Dans quel monde la blogueuse et écrivain Pénélope Beauchêne évolue-t-elle? Là aussi, nous avons un petit côté classique, avec une nuée de personnes quasi célèbres, auxquelles il manque peu
pour passer l'épaule: Victor (l'héritier que tout le monde s'arrache) est producteur de télévision, Lili (la belle rousse aux humeurs déprimées) est chroniqueuse, Axel (le gars immature au
tempérament d'artiste) est dans la mode (comme j'ai compris), etc.
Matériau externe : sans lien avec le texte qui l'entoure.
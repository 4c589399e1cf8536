//! # Ledger Rows
//!
//! Row shapes for the back-office ledger mirror: one append-only "Orders"
//! tab and a fully-replaced "Products" tab. The transport is the
//! `store_core::LedgerMirror` collaborator; the runtime impl here logs,
//! and a spreadsheet transport can be dropped in without touching the row
//! builders.

use async_trait::async_trait;
use chrono::Utc;
use store_core::money::format_cents;
use store_core::{CatalogItem, LedgerMirror, Order, StoreResult};
use tracing::info;

pub const ORDERS_TAB: &str = "Orders";
pub const PRODUCTS_TAB: &str = "Products";

/// One "Orders" row, appended at placement time
pub fn order_row(order: &Order) -> Vec<String> {
    vec![
        order.created_at.to_rfc3339(),
        order.id.clone(),
        order.customer.name.clone(),
        order.customer.email.clone(),
        order.status.to_string(),
        order.payment_method.to_string(),
        order.line_summary(),
        format_cents(order.total_cents),
    ]
}

/// Full "Products" tab contents, header row first
pub fn catalog_rows(items: &[CatalogItem]) -> Vec<Vec<String>> {
    let mut rows = Vec::with_capacity(items.len() + 1);
    rows.push(
        ["Updated At", "Item ID", "Name", "Category", "Price", "Currency", "Stock"]
            .map(String::from)
            .into(),
    );

    let updated_at = Utc::now().to_rfc3339();
    for item in items {
        rows.push(vec![
            updated_at.clone(),
            item.id.clone(),
            item.name.clone(),
            item.category.clone(),
            format_cents(item.base_price_cents),
            item.currency.to_string(),
            item.stock.to_string(),
        ]);
    }
    rows
}

/// Runtime mirror: structured log lines instead of a spreadsheet write
pub struct TracingLedger;

#[async_trait]
impl LedgerMirror for TracingLedger {
    async fn append_row(&self, tab: &str, row: &[String]) -> StoreResult<()> {
        info!(tab, row = %row.join(" | "), "Ledger row appended");
        Ok(())
    }

    async fn replace_sheet(&self, tab: &str, rows: &[Vec<String>]) -> StoreResult<()> {
        info!(tab, rows = rows.len(), "Ledger sheet replaced");
        Ok(())
    }
}

#[cfg(test)]
mod tests {
    use super::*;
    use chrono::Utc;
    use store_core::order::{
        CustomerInfo, LineKind, OrderLine, OrderStatus, PaymentMethod, ShippingSnapshot,
        TaxSnapshot,
    };
    use store_core::{Currency, ShippingZone};

    fn sample_order() -> Order {
        Order {
            id: "ORD-1756147200000-9F3A2C".into(),
            status: OrderStatus::Pending,
            payment_method: PaymentMethod::PayLater,
            customer: CustomerInfo {
                name: "Ada Test".into(),
                email: "ada@example.com".into(),
                ..Default::default()
            },
            lines: vec![OrderLine {
                item_id: "GB-54".into(),
                name: "Garment Bag 54\"".into(),
                description: None,
                unit_price_cents: 3699,
                quantity: 22,
                kind: LineKind::Product,
            }],
            shipping: ShippingSnapshot {
                zone: ShippingZone::Gta,
                label: "Standard delivery (GTA) - Free".into(),
                cost_cents: 0,
                undetermined: false,
            },
            tax: TaxSnapshot {
                label: "HST 13%".into(),
                gst_cents: 10_579,
                qst_cents: 0,
                total_cents: 10_579,
            },
            subtotal_cents: 81_378,
            total_cents: 91_957,
            currency: Currency::CAD,
            processor: None,
            invoice_id: None,
            created_at: Utc::now(),
        }
    }

    #[test]
    fn order_row_field_order_is_stable() {
        let row = order_row(&sample_order());
        assert_eq!(row.len(), 8);
        assert_eq!(row[1], "ORD-1756147200000-9F3A2C");
        assert_eq!(row[4], "pending");
        assert_eq!(row[5], "pay_later");
        assert_eq!(row[6], "22 x Garment Bag 54\" @ $36.99");
        assert_eq!(row[7], "$919.57");
    }

    #[test]
    fn catalog_rows_lead_with_the_header() {
        let items = vec![CatalogItem {
            id: "GB-54".into(),
            name: "Garment Bag 54\"".into(),
            description: None,
            base_price_cents: 4299,
            currency: Currency::CAD,
            category: "Garment Bags".into(),
            stock: 120,
        }];

        let rows = catalog_rows(&items);
        assert_eq!(rows.len(), 2);
        assert_eq!(rows[0][1], "Item ID");
        assert_eq!(rows[1][1], "GB-54");
        assert_eq!(rows[1][4], "$42.99");
        assert_eq!(rows[1][6], "120");
    }
}
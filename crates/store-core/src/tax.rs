//! # Destination Tax Calculator
//!
//! Pure function mapping (subtotal, destination region) to a tax
//! breakdown. Canadian provinces and territories are covered by a static
//! table; an unknown region yields zero tax rather than an error, since
//! the storefront also quotes for destinations it cannot tax-rate.
//!
//! Each component is rounded half-up independently and the total is the
//! sum of the rounded components (see [`crate::money::apply_rate`]).

use crate::money::apply_rate;
use serde::{Deserialize, Serialize};

/// Rate table entry. Rates are thousandths of a percent
/// ([`crate::money::RATE_SCALE`]); `secondary_rate` carries Quebec's QST.
struct RegionRate {
    code: &'static str,
    label: &'static str,
    rate: u32,
    secondary_rate: Option<u32>,
}

const REGION_RATES: &[RegionRate] = &[
    RegionRate { code: "ON", label: "HST 13%", rate: 13_000, secondary_rate: None },
    RegionRate { code: "NS", label: "HST 15%", rate: 15_000, secondary_rate: None },
    RegionRate { code: "NB", label: "HST 15%", rate: 15_000, secondary_rate: None },
    RegionRate { code: "NL", label: "HST 15%", rate: 15_000, secondary_rate: None },
    RegionRate { code: "PE", label: "HST 15%", rate: 15_000, secondary_rate: None },
    RegionRate { code: "AB", label: "GST 5%", rate: 5_000, secondary_rate: None },
    RegionRate { code: "BC", label: "GST 5%", rate: 5_000, secondary_rate: None },
    RegionRate { code: "SK", label: "GST 5%", rate: 5_000, secondary_rate: None },
    RegionRate { code: "MB", label: "GST 5%", rate: 5_000, secondary_rate: None },
    RegionRate { code: "QC", label: "GST 5% + QST 9.975%", rate: 5_000, secondary_rate: Some(9_975) },
    RegionRate { code: "YT", label: "GST 5%", rate: 5_000, secondary_rate: None },
    RegionRate { code: "NT", label: "GST 5%", rate: 5_000, secondary_rate: None },
    RegionRate { code: "NU", label: "GST 5%", rate: 5_000, secondary_rate: None },
];

/// Tax charged on an order, broken into rate components.
///
/// Invariant: `total_cents == gst_cents + qst_cents`. `qst_cents` is zero
/// everywhere except Quebec.
#[derive(Debug, Clone, PartialEq, Eq, Serialize, Deserialize)]
pub struct TaxBreakdown {
    /// Human label for the applied rate (e.g. "HST 13%")
    pub label: String,

    /// Primary component (GST or HST)
    pub gst_cents: i64,

    /// Secondary component (QST), zero outside Quebec
    pub qst_cents: i64,

    /// Sum of components
    pub total_cents: i64,
}

impl TaxBreakdown {
    /// Zero tax with a generic label, used for unrated regions
    pub fn zero() -> Self {
        Self {
            label: "Tax".to_string(),
            gst_cents: 0,
            qst_cents: 0,
            total_cents: 0,
        }
    }
}

/// Compute the tax owed on `subtotal_cents` shipped to `region_code`.
///
/// The region code is matched case-insensitively after trimming. Unknown
/// regions (and non-positive subtotals) produce a zero breakdown.
pub fn calculate_tax(subtotal_cents: i64, region_code: &str) -> TaxBreakdown {
    let normalized = region_code.trim().to_ascii_uppercase();
    let Some(entry) = REGION_RATES.iter().find(|r| r.code == normalized) else {
        return TaxBreakdown::zero();
    };

    let gst_cents = apply_rate(subtotal_cents, entry.rate);
    let qst_cents = entry
        .secondary_rate
        .map(|rate| apply_rate(subtotal_cents, rate))
        .unwrap_or(0);

    TaxBreakdown {
        label: entry.label.to_string(),
        gst_cents,
        qst_cents,
        total_cents: gst_cents + qst_cents,
    }
}

#[cfg(test)]
mod tests {
    use super::*;

    #[test]
    fn ontario_hst_matches_the_quoted_scenario() {
        // round(81378 * 0.13) = 10579
        let tax = calculate_tax(81_378, "ON");
        assert_eq!(tax.gst_cents, 10_579);
        assert_eq!(tax.qst_cents, 0);
        assert_eq!(tax.total_cents, 10_579);
        assert_eq!(tax.label, "HST 13%");
    }

    #[test]
    fn quebec_charges_both_components_rounded_separately() {
        let tax = calculate_tax(10_000, "QC");
        assert_eq!(tax.gst_cents, 500); // 5%
        assert_eq!(tax.qst_cents, 998); // 9.975% = 997.5, rounds up
        assert_eq!(tax.total_cents, 1_498);
    }

    #[test]
    fn components_always_sum_to_total() {
        for region in ["ON", "NS", "NB", "NL", "PE", "AB", "BC", "SK", "MB", "QC", "YT", "NT", "NU", "XX", ""] {
            for subtotal in [0_i64, 1, 99, 4_299, 81_378, 1_000_000] {
                let tax = calculate_tax(subtotal, region);
                assert_eq!(
                    tax.total_cents,
                    tax.gst_cents + tax.qst_cents,
                    "components drifted for {} @ {}",
                    region,
                    subtotal
                );
            }
        }
    }

    #[test]
    fn unknown_region_is_zero_not_an_error() {
        let tax = calculate_tax(50_000, "NY");
        assert_eq!(tax.total_cents, 0);
        assert_eq!(tax.label, "Tax");
    }

    #[test]
    fn region_codes_normalize() {
        assert_eq!(calculate_tax(10_000, " on ").total_cents, 1_300);
        assert_eq!(calculate_tax(10_000, "On").total_cents, 1_300);
    }

    #[test]
    fn deterministic_for_identical_inputs() {
        let a = calculate_tax(81_378, "ON");
        let b = calculate_tax(81_378, "ON");
        assert_eq!(a, b);
    }
}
On l'a compris: les personnages ont des contours suffisamment caractérisés pour n'être pas interchangeables,
jusqu'à Ombeline, la méchante de l'affaire, dans l'ombre de laquelle évolue une quasi-figurante moins présente nommée Iris. Pénélope elle-même, avec ses petits soucis vite dramatisés à force
d'hyperboles, devient une figure attachante dès les premières pages, où elle démolit un à un les clichés traditionnellement liés aux vacances à la mer.
A travers ce récit, c'est aussi un jeu entre le vrai et le faux que l'auteur propose. La chick lit serait-elle un genre des futilités? Entre fringues, soirées, bonnes boissons, chaussures,
magazines, etc., celles-ci occupent une bonne part du terrain de "Very Important Pénélope B.", ce qui s'explique aussi par la célébrité soudaine du personnage principal - une célébrité aussi
volatile que celle qu'on peut avoir lorsqu'on tient un blog: quelques jours d'absence et on n'existe plus... Le faux trouve ici son expression dans les photos "prises sous un angle compromettant"
publiées par les tabloïds, dans la stressante séance de maquillage et d'habillage en vue du passage de Pénélope Beauchêne à la télévision, etc. Et il arrive que le faux se heurte à la réalité...
ce qui fait du dégât: ruptures, coups de théâtre, couples et amitiés qui se font et se défont en une ronde complexe et éprouvante (pour les personnages), manigances en coulisses même: pour
l'éditrice, dont l'emploi est un siège éjectable, l'essentiel est que le livre de Pénélope Beauchêne soit "bankable".
Un ouvrage léger, donc, mais reposant sur des bases bien assises. Je dois avouer y avoir pris un certain plaisir - celui qu'on prend à succomber à quelque péché mignon. Le doigt dans le pot de
confiture, quoi...
Anne-Solange Tardy, Very Important Pénélope B., Paris, First Editions, 2008.